- **RECORDS FOR THIS TASK**
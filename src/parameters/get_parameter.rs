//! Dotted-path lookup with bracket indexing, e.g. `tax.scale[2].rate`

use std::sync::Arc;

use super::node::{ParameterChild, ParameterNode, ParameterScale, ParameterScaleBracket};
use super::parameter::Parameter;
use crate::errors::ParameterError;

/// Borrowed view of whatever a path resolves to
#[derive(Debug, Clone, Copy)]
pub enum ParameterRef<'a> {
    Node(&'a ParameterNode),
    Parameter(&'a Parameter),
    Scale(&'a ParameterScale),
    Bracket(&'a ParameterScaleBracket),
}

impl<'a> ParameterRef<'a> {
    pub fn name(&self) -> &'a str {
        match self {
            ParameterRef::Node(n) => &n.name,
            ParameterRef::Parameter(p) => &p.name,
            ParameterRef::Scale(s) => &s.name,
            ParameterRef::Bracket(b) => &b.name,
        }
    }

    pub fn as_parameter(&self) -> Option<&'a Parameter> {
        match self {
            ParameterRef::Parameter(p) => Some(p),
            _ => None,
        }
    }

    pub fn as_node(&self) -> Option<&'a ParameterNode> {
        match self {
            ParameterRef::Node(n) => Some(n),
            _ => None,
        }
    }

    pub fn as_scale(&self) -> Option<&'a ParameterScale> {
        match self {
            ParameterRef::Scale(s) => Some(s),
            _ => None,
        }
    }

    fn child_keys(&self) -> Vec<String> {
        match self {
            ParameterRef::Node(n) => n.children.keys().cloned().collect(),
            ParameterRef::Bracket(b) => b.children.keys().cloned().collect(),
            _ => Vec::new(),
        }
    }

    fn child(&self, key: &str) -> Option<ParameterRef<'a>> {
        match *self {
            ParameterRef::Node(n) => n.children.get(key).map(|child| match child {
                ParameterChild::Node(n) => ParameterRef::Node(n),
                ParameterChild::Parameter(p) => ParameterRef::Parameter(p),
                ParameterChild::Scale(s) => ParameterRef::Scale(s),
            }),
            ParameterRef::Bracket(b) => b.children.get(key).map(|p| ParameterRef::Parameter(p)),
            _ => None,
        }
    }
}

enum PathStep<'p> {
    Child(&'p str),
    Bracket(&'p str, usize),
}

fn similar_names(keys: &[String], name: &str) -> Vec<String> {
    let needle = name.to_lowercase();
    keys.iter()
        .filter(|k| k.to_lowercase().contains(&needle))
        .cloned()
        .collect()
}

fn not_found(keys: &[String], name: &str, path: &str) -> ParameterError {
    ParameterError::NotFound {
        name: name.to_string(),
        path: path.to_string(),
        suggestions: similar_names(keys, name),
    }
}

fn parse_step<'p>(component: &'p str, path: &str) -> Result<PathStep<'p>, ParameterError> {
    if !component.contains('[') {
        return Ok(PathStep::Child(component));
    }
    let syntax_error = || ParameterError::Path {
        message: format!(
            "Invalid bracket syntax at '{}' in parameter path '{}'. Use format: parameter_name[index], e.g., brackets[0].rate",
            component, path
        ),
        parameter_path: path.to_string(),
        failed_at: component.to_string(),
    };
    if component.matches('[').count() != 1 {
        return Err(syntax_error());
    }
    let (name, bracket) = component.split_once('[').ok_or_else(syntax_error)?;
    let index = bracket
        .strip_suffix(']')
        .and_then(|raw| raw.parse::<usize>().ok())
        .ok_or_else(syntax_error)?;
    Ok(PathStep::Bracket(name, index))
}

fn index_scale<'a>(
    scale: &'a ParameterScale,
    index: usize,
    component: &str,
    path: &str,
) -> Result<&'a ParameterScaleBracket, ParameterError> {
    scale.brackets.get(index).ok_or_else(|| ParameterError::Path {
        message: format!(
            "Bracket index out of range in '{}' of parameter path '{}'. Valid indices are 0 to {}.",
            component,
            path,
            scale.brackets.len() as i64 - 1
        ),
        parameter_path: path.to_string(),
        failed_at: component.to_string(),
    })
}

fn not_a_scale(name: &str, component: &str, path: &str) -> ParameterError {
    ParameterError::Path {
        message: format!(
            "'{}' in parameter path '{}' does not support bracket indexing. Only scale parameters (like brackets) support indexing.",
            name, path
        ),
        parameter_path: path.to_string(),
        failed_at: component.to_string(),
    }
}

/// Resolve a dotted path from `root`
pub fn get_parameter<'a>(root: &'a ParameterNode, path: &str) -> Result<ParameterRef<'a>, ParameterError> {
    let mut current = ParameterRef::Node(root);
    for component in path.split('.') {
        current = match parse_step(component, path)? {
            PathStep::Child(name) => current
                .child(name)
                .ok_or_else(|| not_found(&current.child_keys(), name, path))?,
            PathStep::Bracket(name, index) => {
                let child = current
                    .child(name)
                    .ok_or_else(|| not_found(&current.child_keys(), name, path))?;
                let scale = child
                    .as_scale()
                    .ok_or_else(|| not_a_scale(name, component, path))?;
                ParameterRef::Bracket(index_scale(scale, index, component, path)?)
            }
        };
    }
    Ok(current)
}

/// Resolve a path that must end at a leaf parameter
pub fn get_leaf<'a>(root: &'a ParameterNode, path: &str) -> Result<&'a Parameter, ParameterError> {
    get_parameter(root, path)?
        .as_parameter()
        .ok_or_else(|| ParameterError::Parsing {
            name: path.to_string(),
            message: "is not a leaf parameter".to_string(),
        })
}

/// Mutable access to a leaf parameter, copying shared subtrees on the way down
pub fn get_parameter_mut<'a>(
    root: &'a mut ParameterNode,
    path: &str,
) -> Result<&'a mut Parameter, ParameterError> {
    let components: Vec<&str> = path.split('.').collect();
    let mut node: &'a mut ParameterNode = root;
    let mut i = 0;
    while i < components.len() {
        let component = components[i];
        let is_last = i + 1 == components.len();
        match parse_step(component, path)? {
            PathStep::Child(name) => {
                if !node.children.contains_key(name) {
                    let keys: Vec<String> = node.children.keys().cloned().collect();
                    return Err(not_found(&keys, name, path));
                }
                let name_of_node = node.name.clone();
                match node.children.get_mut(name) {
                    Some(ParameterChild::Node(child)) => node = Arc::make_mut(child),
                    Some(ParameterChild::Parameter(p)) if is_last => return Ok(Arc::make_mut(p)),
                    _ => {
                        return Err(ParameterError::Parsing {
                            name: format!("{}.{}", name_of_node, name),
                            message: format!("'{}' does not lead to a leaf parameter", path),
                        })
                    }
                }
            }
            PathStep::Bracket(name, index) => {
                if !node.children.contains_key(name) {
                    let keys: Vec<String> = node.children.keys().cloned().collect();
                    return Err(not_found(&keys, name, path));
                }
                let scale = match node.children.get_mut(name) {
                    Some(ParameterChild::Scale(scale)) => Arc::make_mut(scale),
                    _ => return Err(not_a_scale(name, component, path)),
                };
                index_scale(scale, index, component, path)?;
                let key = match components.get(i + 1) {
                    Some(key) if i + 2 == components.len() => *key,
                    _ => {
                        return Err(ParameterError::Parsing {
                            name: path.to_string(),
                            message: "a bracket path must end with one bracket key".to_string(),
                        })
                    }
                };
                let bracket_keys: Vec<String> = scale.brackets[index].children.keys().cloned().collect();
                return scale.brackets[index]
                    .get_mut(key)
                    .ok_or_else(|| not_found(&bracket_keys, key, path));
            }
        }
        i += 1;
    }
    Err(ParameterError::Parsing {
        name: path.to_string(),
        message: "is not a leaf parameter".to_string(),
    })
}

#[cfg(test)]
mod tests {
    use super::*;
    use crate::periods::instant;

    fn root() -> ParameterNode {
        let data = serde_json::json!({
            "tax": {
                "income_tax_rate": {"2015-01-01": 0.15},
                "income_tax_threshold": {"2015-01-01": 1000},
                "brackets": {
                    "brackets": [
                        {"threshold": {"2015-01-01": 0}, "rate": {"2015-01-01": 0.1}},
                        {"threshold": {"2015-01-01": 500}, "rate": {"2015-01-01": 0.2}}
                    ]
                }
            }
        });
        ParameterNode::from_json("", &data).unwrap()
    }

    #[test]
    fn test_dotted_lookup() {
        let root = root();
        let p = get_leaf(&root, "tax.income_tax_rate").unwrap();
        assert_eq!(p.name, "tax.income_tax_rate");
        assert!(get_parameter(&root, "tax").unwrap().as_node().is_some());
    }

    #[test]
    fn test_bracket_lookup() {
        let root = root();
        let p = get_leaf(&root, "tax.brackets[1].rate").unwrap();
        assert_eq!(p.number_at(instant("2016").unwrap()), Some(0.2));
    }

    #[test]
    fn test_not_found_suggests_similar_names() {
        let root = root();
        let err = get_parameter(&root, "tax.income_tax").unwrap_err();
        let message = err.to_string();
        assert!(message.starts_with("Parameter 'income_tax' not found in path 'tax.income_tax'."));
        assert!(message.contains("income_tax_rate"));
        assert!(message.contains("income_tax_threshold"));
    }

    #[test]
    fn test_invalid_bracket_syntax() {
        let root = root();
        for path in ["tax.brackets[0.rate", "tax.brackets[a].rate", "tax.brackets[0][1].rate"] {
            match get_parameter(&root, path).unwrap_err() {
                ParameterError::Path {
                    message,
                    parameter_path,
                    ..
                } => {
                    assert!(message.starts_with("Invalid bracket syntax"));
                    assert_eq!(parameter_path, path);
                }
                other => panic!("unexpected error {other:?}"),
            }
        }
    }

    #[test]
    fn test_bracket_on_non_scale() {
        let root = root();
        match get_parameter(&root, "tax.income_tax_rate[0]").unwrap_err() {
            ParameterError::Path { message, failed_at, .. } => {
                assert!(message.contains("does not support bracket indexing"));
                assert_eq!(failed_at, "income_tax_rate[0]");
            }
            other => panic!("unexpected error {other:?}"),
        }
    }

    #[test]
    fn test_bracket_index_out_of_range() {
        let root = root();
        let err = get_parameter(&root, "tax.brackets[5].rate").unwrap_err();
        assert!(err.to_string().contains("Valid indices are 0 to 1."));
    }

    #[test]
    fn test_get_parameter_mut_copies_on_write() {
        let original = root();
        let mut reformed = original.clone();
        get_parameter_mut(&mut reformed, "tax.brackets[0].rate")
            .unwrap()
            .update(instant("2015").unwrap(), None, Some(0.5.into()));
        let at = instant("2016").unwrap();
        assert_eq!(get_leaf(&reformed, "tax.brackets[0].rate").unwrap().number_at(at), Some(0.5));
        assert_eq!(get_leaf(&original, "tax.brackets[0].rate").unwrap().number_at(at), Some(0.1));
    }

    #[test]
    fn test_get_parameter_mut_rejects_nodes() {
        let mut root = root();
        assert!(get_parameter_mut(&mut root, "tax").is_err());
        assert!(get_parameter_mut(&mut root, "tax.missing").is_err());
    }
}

- **EXERCISE DIRECTIONS**
If the string "needle" is in a line of the entries, pick that line out.

- **RESPONSE TO THE EXERCISE**
    let needle = name.to_lowercase();
        .filter(|k| k.to_lowercase().contains(&needle))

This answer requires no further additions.